I easily get frustrated when things aren’t perfect right away. Today’s Bible study was a great reminder that working harder isn’t the solution—patience is.
Growing up with a smartphone always in hand, I’ve lost the heart of patience, expecting instant feedback for everything. When the feedback is bad, I keep pushing until I get something good. I’ve recognized how harmful this is for my soul and for the people around me.
God taught me through nature that the day I plant the seed will never be the day I harvest the fruit. It takes time, often longer than I am willing to wait.
Yesterday, the sisters were talking about being a “warrior,” and I resonate deeply with that word. I have lots of energy to do things, and recently, I have been fighting for my patience.
My mind pushes me to stay busy to prove my achievements, believing that this makes me valuable and worthy of being loved. This has been my pattern my entire life. Doing things slowly and waiting is something I don’t know how to do.

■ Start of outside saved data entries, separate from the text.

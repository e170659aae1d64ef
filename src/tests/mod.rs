use std::{path::Path, sync::Arc, time::Duration};

use rand::{rngs::StdRng, Rng, SeedableRng};
use tracing::info;

use crate::{
    config::{CacheConfig, ExecutorConfig, SchedulerConfig, SchedulerPolicy},
    coordination::LocalCoordinator,
    engine::DeltaPayload,
    executor::{ExecutorError, GenerationExecutor},
    model_executor::{
        EngineLoader, EngineLoaderError, ExecuteStepRequest, StepModel, StepModelError,
    },
    sequence::{FinishReason, SequenceMetadata, StepOutput},
    types::{GenerateParameters, GenerateRequest, Prompt},
};

const BLOCK_SIZE: usize = 4;
const MAX_NUM_SEQUENCES: usize = 8;
const STEP_POLL_PERIOD: Duration = Duration::from_millis(5);

/// Deterministic stand-in for the compiled artifact: the token generated for
/// position `p` of request `r` is `(r % 1000) * 1000 + p`, so tests can
/// predict every output exactly.
struct MockModel {
    fail: bool,
}

fn mock_token(metadata: &SequenceMetadata) -> u32 {
    let position_generated = metadata.position + metadata.input_token_ids.len();
    (metadata.request_id % 1000) as u32 * 1000 + position_generated as u32
}

impl EngineLoader for MockModel {
    fn load(engine_dir: &Path, _max_beam_width: usize) -> Result<Self, EngineLoaderError> {
        Ok(Self {
            fail: engine_dir.ends_with("fail"),
        })
    }
}

impl StepModel for MockModel {
    fn execute_step(
        &mut self,
        request: &ExecuteStepRequest,
    ) -> Result<Vec<StepOutput>, StepModelError> {
        if self.fail {
            return Err(StepModelError::ExecutionFailed(
                "mock artifact failure".into(),
            ));
        }
        Ok(request
            .sequences
            .iter()
            .map(|metadata| StepOutput {
                request_id: metadata.request_id,
                token_ids: vec![mock_token(metadata)],
                finished: false,
            })
            .collect())
    }
}

fn start_executor(
    engine_dir: &str,
    num_blocks: usize,
    policy: SchedulerPolicy,
) -> GenerationExecutor {
    let config = ExecutorConfig::new(engine_dir, 1, Some(STEP_POLL_PERIOD))
        .expect("Failed to generate `ExecutorConfig`");
    let cache_config =
        CacheConfig::new(BLOCK_SIZE, num_blocks).expect("Failed to generate `CacheConfig`");
    let scheduler_config = SchedulerConfig::new(MAX_NUM_SEQUENCES, policy)
        .expect("Failed to generate `SchedulerConfig`");
    GenerationExecutor::start::<MockModel, LocalCoordinator>(
        config,
        cache_config,
        scheduler_config,
        None,
        LocalCoordinator,
    )
    .expect("Failed to start executor")
}

fn request(
    prompt_len: usize,
    max_new_tokens: usize,
    end_id: Option<u32>,
    streaming: bool,
) -> GenerateRequest {
    GenerateRequest {
        prompt: Prompt::Tokens((0..prompt_len as u32).collect()),
        parameters: GenerateParameters {
            max_new_tokens: Some(max_new_tokens),
            end_id,
            ..Default::default()
        },
        streaming,
    }
}

#[tokio::test(flavor = "multi_thread")]
async fn test_streaming_generation_delivers_per_step() {
    init_tracing();
    let executor = start_executor("mock-artifacts/engine", 16, SchedulerPolicy::MaxUtilization);
    let mut handle = executor
        .submit(request(4, 3, None, true))
        .expect("Failed to submit request");

    let mut deltas = Vec::new();
    while !handle.is_done() {
        deltas.push(handle.await_step().await.expect("Failed to receive delta"));
    }

    // One delta per step, one token each; only the last is final.
    assert_eq!(deltas.len(), 3);
    for (idx, delta) in deltas.iter().enumerate() {
        assert!(matches!(&delta.payload, DeltaPayload::Tokens(t) if t.len() == 1));
        assert_eq!(delta.is_final, idx == 2);
    }
    assert_eq!(handle.token_ids(), &[1004, 1005, 1006]);
    assert_eq!(handle.finish_reason(), Some(FinishReason::LengthCapped));

    executor.shutdown().await.expect("Failed to shut down");
}
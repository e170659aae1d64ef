use std::path::{Path, PathBuf};

use futures::stream::FuturesUnordered;
use thiserror::Error;
use tokio::{
    sync::{
        mpsc,
        oneshot::{self, error::RecvError},
    },
    task::JoinHandle,
};
use tracing::{error, info, info_span, instrument, trace, Span};

use crate::sequence::{SequenceMetadata, StepOutput};

/// One artifact invocation's worth of work: the step batch composed by the
/// scheduler, in demultiplexing order.
#[derive(Clone, Debug)]
pub struct ExecuteStepRequest {
    /// Per-sequence inputs, ascending request id
    pub sequences: Vec<SequenceMetadata>,
}

/// `EngineLoader` trait - interface for loading the external compiled
/// generation artifact. How the artifact is produced is out of scope; the
/// serving core only needs its directory and execution policy parameters.
pub trait EngineLoader {
    /// Loads the compiled artifact from `engine_dir`.
    fn load(engine_dir: &Path, max_beam_width: usize) -> Result<Self, EngineLoaderError>
    where
        Self: Sized;
}

/// `StepModel` trait - the callable compiled artifact.
///
/// Invoked exactly once per scheduling tick with exactly the sequences the
/// scheduler selected. Outputs must be positionally aligned with the input
/// batch; each carries one newly generated token, or several under
/// speculative multi-token steps.
pub trait StepModel: EngineLoader {
    /// Runs one generation step over the batch.
    ///
    /// A failure here fails the whole step: the engine reports it
    /// per-request as an error payload and does not retry.
    fn execute_step(
        &mut self,
        request: &ExecuteStepRequest,
    ) -> Result<Vec<StepOutput>, StepModelError>;
}

/// `ModelThreadCommand` - encapsulates one step request and the channel its
/// outcome is sent back on
pub struct ModelThreadCommand {
    /// The step batch to execute
    request: ExecuteStepRequest,
    /// One-shot channel for communicating the step outcome back to the
    /// engine loop
    sender: oneshot::Sender<Result<Vec<StepOutput>, StepModelError>>,
}

/// `ModelThread` - runs the compiled artifact on a dedicated blocking thread,
/// processing step requests in arrival order.
pub struct ModelThread<M: StepModel> {
    /// The loaded artifact
    model: M,
    /// Receiver for incoming step requests
    receiver: mpsc::UnboundedReceiver<ModelThreadCommand>,
    /// Tracing span
    span: Span,
}

impl<M> ModelThread<M>
where
    M: StepModel + Send,
{
    /// Main loop of the model thread.
    ///
    /// Step failures are sent back to the engine like successes; they are a
    /// per-step condition, not a reason to tear the thread down. The loop
    /// ends when the engine drops the command sender.
    #[instrument(skip(self))]
    pub fn run(mut self) {
        let _enter = self.span.enter();
        info!("model thread started");

        while let Some(command) = self.receiver.blocking_recv() {
            let ModelThreadCommand { request, sender } = command;
            let outcome = self.model.execute_step(&request);
            if let Err(e) = &outcome {
                error!("step execution failed: {e}");
            }
            // The engine may have shut down mid-step; nothing to do then.
            sender.send(outcome).ok();
        }
        info!("model thread stopped");
    }
}

/// `ModelThreadDispatcher` - the engine side of the step executor interface.
pub struct ModelThreadDispatcher {
    /// Sender for step commands to the model thread
    sender: mpsc::UnboundedSender<ModelThreadCommand>,
    /// Pending step outcomes; yields as the model thread replies
    pub responses: FuturesUnordered<oneshot::Receiver<Result<Vec<StepOutput>, StepModelError>>>,
    /// Join handle for the model thread
    pub join_handle: JoinHandle<Result<(), ModelThreadError>>,
}

impl ModelThreadDispatcher {
    /// Loads the artifact and spawns its dedicated thread.
    #[instrument(skip_all)]
    pub(crate) fn start<M>(
        engine_dir: PathBuf,
        max_beam_width: usize,
    ) -> Result<Self, ModelThreadError>
    where
        M: StepModel + Send + 'static,
    {
        let (sender, receiver) = mpsc::unbounded_channel();

        let join_handle = tokio::task::spawn_blocking(move || {
            let model = M::load(&engine_dir, max_beam_width)?;
            let model_thread = ModelThread {
                model,
                receiver,
                span: info_span!("model-thread"),
            };
            model_thread.run();
            Ok(())
        });

        Ok(Self {
            sender,
            responses: FuturesUnordered::new(),
            join_handle,
        })
    }

    /// Sends one step batch to the model thread. The outcome is later
    /// yielded by `responses`.
    #[instrument(skip_all)]
    pub fn send(&self, request: ExecuteStepRequest) -> Result<(), ModelThreadError> {
        trace!(
            "dispatching step batch of {} sequences",
            request.sequences.len()
        );
        let (sender, receiver) = oneshot::channel();
        self.sender
            .send(ModelThreadCommand { request, sender })
            .map_err(|_| ModelThreadError::Shutdown)?;
        self.responses.push(receiver);
        Ok(())
    }
}

#[derive(Debug, Error)]
pub enum ModelThreadError {
    #[error("Model thread shut down")]
    Shutdown,
    #[error("Model thread reply dropped: `{0}`")]
    RecvError(#[from] RecvError),
    #[error("Engine loader error: `{0}`")]
    EngineLoaderError(#[from] EngineLoaderError),
}

#[derive(Debug, Error)]
pub enum EngineLoaderError {
    #[error("Io error: `{0}`")]
    IoError(#[from] std::io::Error),
    #[error("Malformed artifact: `{0}`")]
    MalformedArtifact(String),
}

#[derive(Debug, Error)]
pub enum StepModelError {
    #[error("Step execution failed: `{0}`")]
    ExecutionFailed(String),
}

However, I have received so much help from many people recently which really helped me face this toxic pattern.
Meditation and journaling bring me peace, but they don’t channel my energy as effectively as physical activity does.

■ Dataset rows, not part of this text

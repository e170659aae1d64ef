use std::{path::PathBuf, time::Duration};

use thiserror::Error;

/// Admission policy applied by the `Scheduler` each engine step.
///
/// `MaxUtilization`: greedily admits as many pending requests as fit the
/// current free capacity, maximizing batch size. Active sequences may be
/// preempted back to the pending queue when a later step's cache growth
/// cannot be satisfied; their generated prefix is retained so they resume
/// rather than restart.
///
/// `GuaranteedNoEvict`: a request, once admitted, runs to completion without
/// eviction. Admission is checked conservatively against worst-case growth,
/// assuming every admitted sequence may reach its `max_new_tokens`.
#[derive(Clone, Copy, Debug, Default, PartialEq, Eq)]
pub enum SchedulerPolicy {
    MaxUtilization,
    #[default]
    GuaranteedNoEvict,
}

/// Configuration for the paged KV cache pool.
///
/// Args:
///   block_size: Number of token positions covered by one cache block.
///   num_blocks: Total number of blocks in the pool, fixed at construction.
#[derive(Clone, Debug)]
pub struct CacheConfig {
    /// Block size, in token positions
    block_size: usize,
    /// Total number of blocks in the pool
    num_blocks: usize,
}

impl CacheConfig {
    /// Constructor
    pub fn new(block_size: usize, num_blocks: usize) -> Result<Self, CacheConfigError> {
        let this = Self {
            block_size,
            num_blocks,
        };
        this.verify_args()?;
        Ok(this)
    }

    /// Verify `CacheConfig` arguments
    fn verify_args(&self) -> Result<(), CacheConfigError> {
        if self.block_size == 0 {
            return Err(CacheConfigError::InvalidBlockSize(self.block_size));
        }
        if self.num_blocks == 0 {
            return Err(CacheConfigError::InvalidNumBlocks(self.num_blocks));
        }
        Ok(())
    }

    /// Getter for `block_size`
    pub fn block_size(&self) -> usize {
        self.block_size
    }

    /// Getter for `num_blocks`
    pub fn num_blocks(&self) -> usize {
        self.num_blocks
    }

    /// Total number of token positions the pool can hold
    pub fn total_token_capacity(&self) -> usize {
        self.block_size * self.num_blocks
    }
}

#[derive(Debug, Error)]
pub enum CacheConfigError {
    #[error("Invalid block size: `{0}`")]
    InvalidBlockSize(usize),
    #[error("Invalid number of blocks: `{0}`")]
    InvalidNumBlocks(usize),
}

/// Scheduler configuration.
///
/// Args:
///   max_num_sequences: Maximum number of sequences composing a step batch.
///   policy: Admission policy, selected at construction.
#[derive(Clone, Debug)]
pub struct SchedulerConfig {
    /// Maximum number of sequences per step batch
    max_num_sequences: usize,
    /// Admission policy
    policy: SchedulerPolicy,
}

impl SchedulerConfig {
    /// Constructor
    pub fn new(
        max_num_sequences: usize,
        policy: SchedulerPolicy,
    ) -> Result<Self, SchedulerConfigError> {
        let this = Self {
            max_num_sequences,
            policy,
        };
        this.verify_args()?;
        Ok(this)
    }

    fn verify_args(&self) -> Result<(), SchedulerConfigError> {
        if self.max_num_sequences == 0 {
            return Err(SchedulerConfigError::InvalidMaxNumSequences(
                self.max_num_sequences,
            ));
        }
        Ok(())
    }

    /// Getter for `max_num_sequences`
    pub fn max_num_sequences(&self) -> usize {
        self.max_num_sequences
    }

    /// Getter for `policy`
    pub fn policy(&self) -> SchedulerPolicy {
        self.policy
    }
}

#[derive(Debug, Error)]
pub enum SchedulerConfigError {
    #[error("Invalid maximum number of sequences: `{0}`")]
    InvalidMaxNumSequences(usize),
}

/// Default cadence of the engine loop when there is no work to execute and
/// while a worker rank waits for replicated requests to arrive.
pub const DEFAULT_STEP_POLL_PERIOD: Duration = Duration::from_millis(50);

/// Construction-time inputs of the generation executor.
///
/// The compiled generation artifact is an external collaborator; the only
/// things the serving core needs from it are the directory it is loaded from
/// and its execution policy parameters.
#[derive(Clone, Debug)]
pub struct ExecutorConfig {
    /// Directory holding the compiled generation artifact
    engine_dir: PathBuf,
    /// Maximum beam width forwarded to the artifact
    max_beam_width: usize,
    /// Cadence of idle no-op steps and of the replicated-request backoff poll
    step_poll_period: Duration,
}

impl ExecutorConfig {
    /// Constructor
    pub fn new<P: Into<PathBuf>>(
        engine_dir: P,
        max_beam_width: usize,
        step_poll_period: Option<Duration>,
    ) -> Result<Self, ExecutorConfigError> {
        let this = Self {
            engine_dir: engine_dir.into(),
            max_beam_width,
            step_poll_period: step_poll_period.unwrap_or(DEFAULT_STEP_POLL_PERIOD),
        };
        this.verify_args()?;
        Ok(this)
    }

    fn verify_args(&self) -> Result<(), ExecutorConfigError> {
        if self.max_beam_width == 0 {
            return Err(ExecutorConfigError::InvalidMaxBeamWidth(
                self.max_beam_width,
            ));
        }
        if self.step_poll_period.is_zero() {
            return Err(ExecutorConfigError::InvalidStepPollPeriod);
        }
        Ok(())
    }

    /// Getter for `engine_dir`
    pub fn engine_dir(&self) -> &PathBuf {
        &self.engine_dir
    }

    /// Getter for `max_beam_width`
    pub fn max_beam_width(&self) -> usize {
        self.max_beam_width
    }

    /// Getter for `step_poll_period`
    pub fn step_poll_period(&self) -> Duration {
        self.step_poll_period
    }
}

#[derive(Debug, Error)]
pub enum ExecutorConfigError {
    #[error("Invalid maximum beam width: `{0}`")]
    InvalidMaxBeamWidth(usize),
    #[error("Step poll period must be non-zero")]
    InvalidStepPollPeriod,
}
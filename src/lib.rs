//! Inflight batching request scheduler for autoregressive generation serving.
//! Requests are admitted into a continuously re-composed step batch backed by
//! a paged KV cache pool, following the continuous batching architecture of
//! https://arxiv.org/pdf/2309.06180: sequences join and leave the batch at
//! step granularity instead of waiting for whole-batch completion.

pub mod block;
pub mod block_manager;
pub mod config;
pub mod coordination;
pub mod engine;
pub mod executor;
pub mod model_executor;
pub mod scheduler;
pub mod sequence;
#[cfg(test)]
pub mod tests;
pub mod types;
pub mod validation;

pub use config::{CacheConfig, ExecutorConfig, SchedulerConfig, SchedulerPolicy};
pub use coordination::{LocalCoordinator, StepCoordinator, StepDecision};
pub use engine::{DeltaPayload, GenerationDelta, StatsSnapshot};
pub use executor::{
    GenerationExecutor, GenerationHandle, GenerationResult, TERMINATE_REQUEST_ID,
};
pub use model_executor::{EngineLoader, ExecuteStepRequest, StepModel};
pub use sequence::{FinishReason, SequenceMetadata, StepOutput};
pub use types::{GenerateParameters, GenerateRequest, Prompt};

My business partner got me a VR headset, and I’ve been using it for boxing for two weeks. Whenever I feel restless, I jump in and start punching hard, like a warrior.
Every punch I throw, I imagine hitting the devil’s face. My sweet Lord has been showing up for me so much in VR. The app is quite edgy, with no Christian music for sure, but whenever I am punching through my impatience, the Lord makes sure I can hear Him through whatever song is playing.
“The devil is not going to win…”
“He is the only magic…”
I know that learning to be patient is the theme of my current season, and I am willing to do whatever it takes to get there.
Devil, you heard me! Whatever it takes.